A group of 804 patients with PAH as a result of either SSc (n=500) or another connective tissue disease (n=304) and who did not have significant interstitial lung disease were selected from the multicentre, longitudinal, US-based REVEAL Registry. Patients with SSc were, on average, older than those in the non-SSc group (62 versus 40 years), and had more severe disease overall.
As expected, 3-year survival in the SSc group was significantly worse than in the non-SSc group, and this was true both in patients who had previously been diagnosed with the disease and those who were newly diagnosed (diagnostic right heart catheterisation occurring within 90 days of enrolment).
Survival rates were 61.4% versus 80.9% for previously diagnosed SSc-APAH patients compared with non-SSc-APAH patients and 51.2% versus 76.4%, respectively, for newly diagnosed patients SSC-APAH and non-SSC-APAH patients.

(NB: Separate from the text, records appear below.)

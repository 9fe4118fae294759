use crate::error::{FieldError, UnknownCodeError, ValidationErrors};
use crate::uri::UriScheme;
use chrono::{DateTime, Utc};
use oxrdf::NamedNode;
use serde::{Deserialize, Serialize};
use std::fmt::{Display, Formatter};
use std::str::FromStr;

/// The languages an article may be written in.
#[derive(Clone, Copy, Debug, PartialEq, Eq, Hash, Serialize, Deserialize)]
#[serde(rename_all = "lowercase")]
pub enum Language {
    En,
    Ro,
    Es,
    Fr,
    De,
}

impl Language {
    pub const ALL: [Language; 5] = [
        Language::En,
        Language::Ro,
        Language::Es,
        Language::Fr,
        Language::De,
    ];

    pub fn as_str(self) -> &'static str {
        match self {
            Language::En => "en",
            Language::Ro => "ro",
            Language::Es => "es",
            Language::Fr => "fr",
            Language::De => "de",
        }
    }
}

impl FromStr for Language {
    type Err = UnknownCodeError;

    fn from_str(code: &str) -> Result<Self, Self::Err> {
        Self::ALL
            .into_iter()
            .find(|language| language.as_str() == code)
            .ok_or_else(|| UnknownCodeError::new("language", code))
    }
}

impl Display for Language {
    fn fmt(&self, f: &mut Formatter<'_>) -> std::fmt::Result {
        f.write_str(self.as_str())
    }
}

/// The medium of an article. Stored as `schema:encodingFormat`.
#[derive(Clone, Copy, Debug, Default, PartialEq, Eq, Hash, Serialize, Deserialize)]
#[serde(rename_all = "lowercase")]
pub enum ContentType {
    #[default]
    Text,
    Multimedia,
    Audio,
    Video,
}

impl ContentType {
    pub const ALL: [ContentType; 4] = [
        ContentType::Text,
        ContentType::Multimedia,
        ContentType::Audio,
        ContentType::Video,
    ];

    pub fn as_str(self) -> &'static str {
        match self {
            ContentType::Text => "text",
            ContentType::Multimedia => "multimedia",
            ContentType::Audio => "audio",
            ContentType::Video => "video",
        }
    }
}

impl FromStr for ContentType {
    type Err = UnknownCodeError;

    fn from_str(code: &str) -> Result<Self, Self::Err> {
        Self::ALL
            .into_iter()
            .find(|content_type| content_type.as_str() == code)
            .ok_or_else(|| UnknownCodeError::new("content type", code))
    }
}

impl Display for ContentType {
    fn fmt(&self, f: &mut Formatter<'_>) -> std::fmt::Result {
        f.write_str(self.as_str())
    }
}

/// An article as submitted by a client, before validation.
///
/// Every field is optional here so that validation can report *all* missing fields at once instead
/// of failing on the first one during deserialization.
#[derive(Clone, Debug, Default, PartialEq, Eq, Serialize, Deserialize)]
#[serde(rename_all = "camelCase")]
pub struct ArticleInput {
    pub title: Option<String>,
    pub content: Option<String>,
    pub author: Option<String>,
    pub language: Option<String>,
    pub content_type: Option<String>,
    pub description: Option<String>,
    pub word_count: Option<u64>,
    pub url: Option<String>,
    pub license: Option<String>,
    pub source: Option<String>,
}

impl ArticleInput {
    /// Checks the mandatory fields and enumerations and turns the input into an [`Article`] with
    /// the given id.
    pub fn validate(self, id: impl Into<String>) -> Result<Article, ValidationErrors> {
        let mut errors = Vec::new();

        let title = required(self.title, "title", "Title is required", &mut errors);
        let content = required(self.content, "content", "Content is required", &mut errors);
        let author = required(self.author, "author", "Author is required", &mut errors);
        let language = enumerated::<Language>(
            self.language.as_deref(),
            "language",
            "Invalid language",
            &mut errors,
        );
        let content_type = enumerated::<ContentType>(
            self.content_type.as_deref(),
            "contentType",
            "Invalid content type",
            &mut errors,
        );
        let url = match self.url {
            Some(url) if NamedNode::new(url.as_str()).is_err() => {
                errors.push(FieldError::new("url", "Invalid url"));
                None
            }
            url => url,
        };

        match (title, content, author, language, content_type) {
            (Some(title), Some(content), Some(author), Some(language), Some(content_type))
                if errors.is_empty() =>
            {
                Ok(Article {
                    id: id.into(),
                    title,
                    content,
                    author,
                    language,
                    content_type,
                    description: self.description.filter(|d| !d.trim().is_empty()),
                    word_count: self.word_count,
                    created_at: None,
                    updated_at: None,
                    url,
                    license: self.license,
                    source: self.source,
                })
            }
            _ => Err(ValidationErrors(errors)),
        }
    }
}

fn required(
    value: Option<String>,
    field: &str,
    message: &str,
    errors: &mut Vec<FieldError>,
) -> Option<String> {
    match value {
        Some(value) if !value.trim().is_empty() => Some(value),
        _ => {
            errors.push(FieldError::new(field, message));
            None
        }
    }
}

fn enumerated<T: FromStr>(
    value: Option<&str>,
    field: &str,
    message: &str,
    errors: &mut Vec<FieldError>,
) -> Option<T> {
    let parsed = value.and_then(|value| value.parse().ok());
    if parsed.is_none() {
        errors.push(FieldError::new(field, message));
    }
    parsed
}

/// A news article. The triple store is the only owner of articles; instances of this type are
/// always re-derived from a query or about to be written.
#[derive(Clone, Debug, PartialEq, Eq, Serialize, Deserialize)]
#[serde(rename_all = "camelCase")]
pub struct Article {
    pub id: String,
    pub title: String,
    pub content: String,
    pub author: String,
    pub language: Language,
    pub content_type: ContentType,
    #[serde(default, skip_serializing_if = "Option::is_none")]
    pub description: Option<String>,
    #[serde(default, skip_serializing_if = "Option::is_none")]
    pub word_count: Option<u64>,
    #[serde(
        default,
        skip_serializing_if = "Option::is_none",
        with = "crate::timestamp::option"
    )]
    pub created_at: Option<DateTime<Utc>>,
    #[serde(
        default,
        skip_serializing_if = "Option::is_none",
        with = "crate::timestamp::option"
    )]
    pub updated_at: Option<DateTime<Utc>>,
    #[serde(default, skip_serializing_if = "Option::is_none")]
    pub url: Option<String>,
    #[serde(default, skip_serializing_if = "Option::is_none")]
    pub license: Option<String>,
    #[serde(default, skip_serializing_if = "Option::is_none")]
    pub source: Option<String>,
}

impl Article {
    /// The supplied word count, or the number of whitespace-separated tokens of the content.
    pub fn resolved_word_count(&self) -> u64 {
        self.word_count
            .unwrap_or_else(|| word_count(&self.content))
    }

    /// The supplied description, or the title.
    pub fn resolved_description(&self) -> &str {
        self.description.as_deref().unwrap_or(&self.title)
    }

    /// The supplied url, or the canonical public URL.
    pub fn resolved_url(&self, uris: &UriScheme) -> String {
        self.url
            .clone()
            .unwrap_or_else(|| uris.public_url(&self.id))
    }

    /// The creation time, defaulting to `now`.
    pub fn created_or(&self, now: DateTime<Utc>) -> DateTime<Utc> {
        self.created_at.unwrap_or(now)
    }

    /// The last modification time: the update time, then the creation time, then `now`.
    pub fn modified_or(&self, now: DateTime<Utc>) -> DateTime<Utc> {
        self.updated_at.or(self.created_at).unwrap_or(now)
    }

    /// Fills in every derived field so that clients see what is actually stored.
    pub fn resolve_defaults(&mut self, uris: &UriScheme) {
        self.word_count = Some(self.resolved_word_count());
        self.description = Some(self.resolved_description().to_owned());
        self.url = Some(self.resolved_url(uris));
    }
}

/// One row of an article listing.
#[derive(Clone, Debug, PartialEq, Eq, Serialize, Deserialize)]
pub struct ArticleSummary {
    pub id: String,
    pub title: String,
    pub author: String,
    pub date: String,
    pub language: String,
    pub description: String,
}

/// Counts the whitespace-separated tokens of `content`.
pub fn word_count(content: &str) -> u64 {
    content.split_whitespace().count() as u64
}

#[cfg(test)]
mod tests {
    use super::*;

    fn valid_input() -> ArticleInput {
        ArticleInput {
            title: Some("T".to_owned()),
            content: Some("hello world".to_owned()),
            author: Some("A".to_owned()),
            language: Some("en".to_owned()),
            content_type: Some("text".to_owned()),
            ..ArticleInput::default()
        }
    }

    #[test]
    fn word_count_splits_on_any_whitespace() {
        assert_eq!(word_count("hello world"), 2);
        assert_eq!(word_count("  hello\n\tworld  again "), 3);
        assert_eq!(word_count(""), 0);
    }

    #[test]
    fn validate_accepts_complete_input() {
        let article = valid_input().validate("id-1").unwrap();
        assert_eq!(article.id, "id-1");
        assert_eq!(article.language, Language::En);
        assert_eq!(article.content_type, ContentType::Text);
        assert_eq!(article.resolved_word_count(), 2);
        assert_eq!(article.resolved_description(), "T");
    }

    #[test]
    fn validate_reports_every_offending_field() {
        let input = ArticleInput {
            title: Some("   ".to_owned()),
            author: None,
            language: Some("xx".to_owned()),
            content_type: Some("podcast".to_owned()),
            ..valid_input()
        };
        let errors = input.validate("id").unwrap_err();
        let fields: Vec<_> = errors.fields().iter().map(|e| e.field.as_str()).collect();
        assert_eq!(fields, ["title", "author", "language", "contentType"]);
        assert_eq!(errors.fields()[2].message, "Invalid language");
    }

    #[test]
    fn validate_rejects_relative_url() {
        let input = ArticleInput {
            url: Some("articles/1".to_owned()),
            ..valid_input()
        };
        let errors = input.validate("id").unwrap_err();
        assert_eq!(errors.fields(), [FieldError::new("url", "Invalid url")]);
    }

    #[test]
    fn explicit_word_count_wins() {
        let input = ArticleInput {
            word_count: Some(10),
            ..valid_input()
        };
        assert_eq!(input.validate("id").unwrap().resolved_word_count(), 10);
    }

    #[test]
    fn input_deserializes_camel_case() {
        let input: ArticleInput = serde_json::from_str(
            r#"{"title":"T","content":"c","author":"A","language":"ro","contentType":"video","wordCount":7}"#,
        )
        .unwrap();
        assert_eq!(input.content_type.as_deref(), Some("video"));
        assert_eq!(input.word_count, Some(7));
    }

    #[test]
    fn article_serializes_timestamps_with_millis() {
        let mut article = valid_input().validate("id").unwrap();
        article.created_at = Some(crate::timestamp::parse("2024-05-01T10:00:00Z").unwrap());
        let json = serde_json::to_value(&article).unwrap();
        assert_eq!(json["createdAt"], "2024-05-01T10:00:00.000Z");
        assert_eq!(json["contentType"], "text");
        assert!(json.get("updatedAt").is_none());
    }

    #[test]
    fn language_round_trips_through_its_code() {
        for language in Language::ALL {
            assert_eq!(language.as_str().parse::<Language>(), Ok(language));
        }
        assert!("EN".parse::<Language>().is_err());
    }
}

Using multivariate analyses, the researchers identified two variables that were predictive of mortality in both groups, namely New York Heart Association Functional Class III or IV status, and brain natriuretic peptide levels of more than 180 pg/mL.
However, some predictors of mortality were unique to the SSc group, including being male and aged over 60 years, a SBP of 110 mmHg or lower at baseline, 6MWD less than 165 m, mRAP of more than 20 mmHg within 1 year of diagnosis and PVR of more than 32 WU.
A 6MWD of 440 m or further was protective in the non-SSc group, but not in the SSc-APAH group.
“To our knowledge, this is the first study identifying low baseline SBP ≤110 mmHg as an independent predictor of death in patients with SSc-APAH,” Chung and colleagues say.
“Identifying SSc-APAH patients with high mortality risk based on the presence of these unique predictors of mortality will enable clinicians to monitor these patients more closely and escalate therapy when indicated,” they conclude.